A large majority of respondentsó94 percentóbelieved that indoor smoke from the traditional stoves is harmful, but less so than polluted water (76 percent) and spoiled food (66 percent). Still, Bangladeshi women opted for traditional cookstove technology so they could afford basic needs.
"Nontraditional cookstoves might be more successful if they were designed with features valued more highly by users, such as reducing operating costs, even if they might not reduce environmental impact," said Mushfiq Mobarak, a co-author and associate professor of economics at the Yale School of Management.
In most rural homes, where there is no electricity, food is cooked over an open fire using wood, agricultural residue, and animal dung, known together as "biomass." The result is 50,000 deaths in Bangladesh a year and over 2 million worldwide.

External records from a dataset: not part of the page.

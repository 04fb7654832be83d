//! Castling, en passant and promotion.

use tracing::debug;

use crate::board::Board;
use crate::coord::Coordinate;
use crate::error::{ChessError, ChessResult};
use crate::movegen::is_square_attacked;
use crate::moves::Move;
use crate::rules::is_in_check;
use crate::types::{Color, Piece, PieceKind};

#[derive(Clone, Copy, Debug, PartialEq, Eq, Hash)]
pub enum CastleSide {
    King,
    Queen,
}

impl CastleSide {
    pub fn king_home(self, color: Color) -> Coordinate {
        Coordinate::at(4, color.home_rank())
    }

    pub fn king_target(self, color: Color) -> Coordinate {
        match self {
            CastleSide::King => Coordinate::at(6, color.home_rank()),
            CastleSide::Queen => Coordinate::at(2, color.home_rank()),
        }
    }

    pub fn rook_home(self, color: Color) -> Coordinate {
        match self {
            CastleSide::King => Coordinate::at(7, color.home_rank()),
            CastleSide::Queen => Coordinate::at(0, color.home_rank()),
        }
    }

    pub fn rook_target(self, color: Color) -> Coordinate {
        match self {
            CastleSide::King => Coordinate::at(5, color.home_rank()),
            CastleSide::Queen => Coordinate::at(3, color.home_rank()),
        }
    }

    /// Side of a castle given where the king lands.
    pub fn from_king_target(to: Coordinate) -> Self {
        if to.file() > 4 {
            CastleSide::King
        } else {
            CastleSide::Queen
        }
    }

    /// Files strictly between king and rook; all must be empty.
    fn between_files(self) -> &'static [u8] {
        match self {
            CastleSide::King => &[5, 6],
            CastleSide::Queen => &[1, 2, 3],
        }
    }

    /// Files the king crosses or lands on; none may be attacked.
    fn king_path_files(self) -> &'static [u8] {
        match self {
            CastleSide::King => &[5, 6],
            CastleSide::Queen => &[3, 2],
        }
    }
}

/// Castling moves available to `king`.
///
/// Requires the castling right, an unmoved king and rook on their home
/// squares, empty squares between them, no check on the king, and no
/// attacked square on the king's path.
pub fn castling_moves(board: &Board, king: &Piece) -> ChessResult<Vec<Move>> {
    let mut out = Vec::new();
    let color = king.color;
    if king.kind != PieceKind::King
        || king.has_moved
        || king.position != CastleSide::King.king_home(color)
    {
        return Ok(out);
    }

    let sides = [CastleSide::King, CastleSide::Queen];
    if !sides.iter().any(|&s| board.castling().has(color, s)) || is_in_check(board, color)? {
        return Ok(out);
    }

    let enemy = color.other();
    let rank = color.home_rank();
    for side in sides {
        if !board.castling().has(color, side) {
            continue;
        }
        let rook = board.piece_at(side.rook_home(color));
        if rook.kind != PieceKind::Rook || rook.color != color || rook.has_moved {
            continue;
        }
        let clear = side
            .between_files()
            .iter()
            .all(|&f| board.piece_at(Coordinate::at(f, rank)).is_empty());
        if !clear {
            continue;
        }
        let safe = side
            .king_path_files()
            .iter()
            .all(|&f| !is_square_attacked(board, Coordinate::at(f, rank), enemy));
        if safe {
            let mut mv = Move::quiet(*king, side.king_target(color));
            mv.is_castle = true;
            out.push(mv);
        }
    }
    Ok(out)
}

impl Board {
    /// Replaces the pawn waiting on `at` with a `kind` piece of its color.
    ///
    /// Fails without touching the board when nothing is pending on `at` or
    /// `kind` is not one of Queen, Rook, Bishop or Knight.
    pub fn promote(&mut self, at: Coordinate, kind: PieceKind) -> ChessResult<Piece> {
        if self.pending_promotion() != Some(at) {
            return Err(ChessError::NoPromotionPending { at });
        }
        if !kind.is_promotion_target() {
            return Err(ChessError::Promotion { kind });
        }
        let pawn = self.piece_at(at);
        let promoted = Piece { kind, ..pawn };
        self.replace(at, promoted);
        self.clear_pending_promotion();
        debug!(square = %at, ?kind, color = ?promoted.color, "pawn promoted");
        Ok(promoted)
    }
}

#[cfg(test)]
#[path = "special_tests.rs"]
mod special_tests;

The release of black carbon is also a significant source of greenhouse gases.
Fully 98 percent of Bangladesh's 131 million people cook with biomass using traditional stoves despite years of efforts by governments and health organizations to promote models that are fuel-efficient and have chimneys. Moreover, 92 percent of 2,280 Bangladeshi households surveyed between July and September 2008 had never seen a nontraditional cookstove.
"The adoption and use of these nontraditional cookstoves in the developing world have, with few exceptions, remained disappointingly low," said Puneet Dwivedi, a co-author of the study and a postdoctoral researcher at the Yale School of Forestry & Environmental Studies.
When given a hypothetical choice between a cash subsidy and a nontraditional cookstove, the respondents overwhelmingly chose to spend money on doctors, schools, electricity, clean water, latrines, seeds for planting, and structures to protect their land from flooding.
"Household budgetary concerns appear to dominate any health concerns associated with smoke from nontraditional cookstoves," said Robert Bailis, associate professor of environmental social science at the School of Forestry & Environmental Studies.
The researchers also conducted a randomized controlled trial in 42 villages in the Bangladeshi districts of Hatiya and Jamlpur to estimate how sensitive Bangladeshi households are to the price of nontraditional cookstoves.
They found that the demand for nontraditional cookstoves at both market and highly subsidized prices is very low and that demand is highly sensitive to price. At full price, the adoption rate for chimney cookstoves was 2 percent and for efficiency models 5 percent. In addition, a 50 percent discount resulted only in a 12 percent increase in the adoption of efficiency models and a 5 percent increase in the adoption of stoves with chimneys.
"We find consistent evidence across both analyses suggesting that women in rural Bangladesh do not perceive indoor air pollution as a significant health hazard," said Dwivedi.
Lynn Hildemann and Grant Miller of Stanford University are the other co-authors of the paper, "Low Demand for Nontraditional Cookstove Technologies."